:: What the task asks ::
How many lines in the listing below hold the word "Option"? Answer with the number only.

:: The records ::
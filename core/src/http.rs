//! HTTP transport types for the host-does-IO pattern.
//!
//! # Design
//! Requests and responses are plain data. The core builds `HttpRequest`
//! values and consumes `HttpResponse` values; the host executing the
//! round-trip is the only place that touches a socket.

/// HTTP method for a request.
#[derive(Debug, Clone, Copy, PartialEq, Eq)]
pub enum HttpMethod {
    Get,
    Post,
    Put,
    Delete,
}

impl HttpMethod {
    pub fn as_str(self) -> &'static str {
        match self {
            HttpMethod::Get => "GET",
            HttpMethod::Post => "POST",
            HttpMethod::Put => "PUT",
            HttpMethod::Delete => "DELETE",
        }
    }
}

/// An HTTP request described as plain data.
///
/// `url` is absolute. Header names are lowercase.
#[derive(Debug, Clone, PartialEq, Eq)]
pub struct HttpRequest {
    pub method: HttpMethod,
    pub url: String,
    pub headers: Vec<(String, String)>,
    pub body: Option<String>,
}

impl HttpRequest {
    /// First value of the named header, compared case-insensitively.
    pub fn header(&self, name: &str) -> Option<&str> {
        self.headers
            .iter()
            .find(|(key, _)| key.eq_ignore_ascii_case(name))
            .map(|(_, value)| value.as_str())
    }
}

/// An HTTP response described as plain data, filled in by the host.
#[derive(Debug, Clone)]
pub struct HttpResponse {
    pub status: u16,
    pub headers: Vec<(String, String)>,
    pub body: String,
}

impl HttpResponse {
    /// Shorthand for tests and hosts that do not keep response headers.
    pub fn new(status: u16, body: impl Into<String>) -> Self {
        Self {
            status,
            headers: Vec::new(),
            body: body.into(),
        }
    }

    pub fn is_success(&self) -> bool {
        (200..300).contains(&self.status)
    }
}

:: Written reply ::
2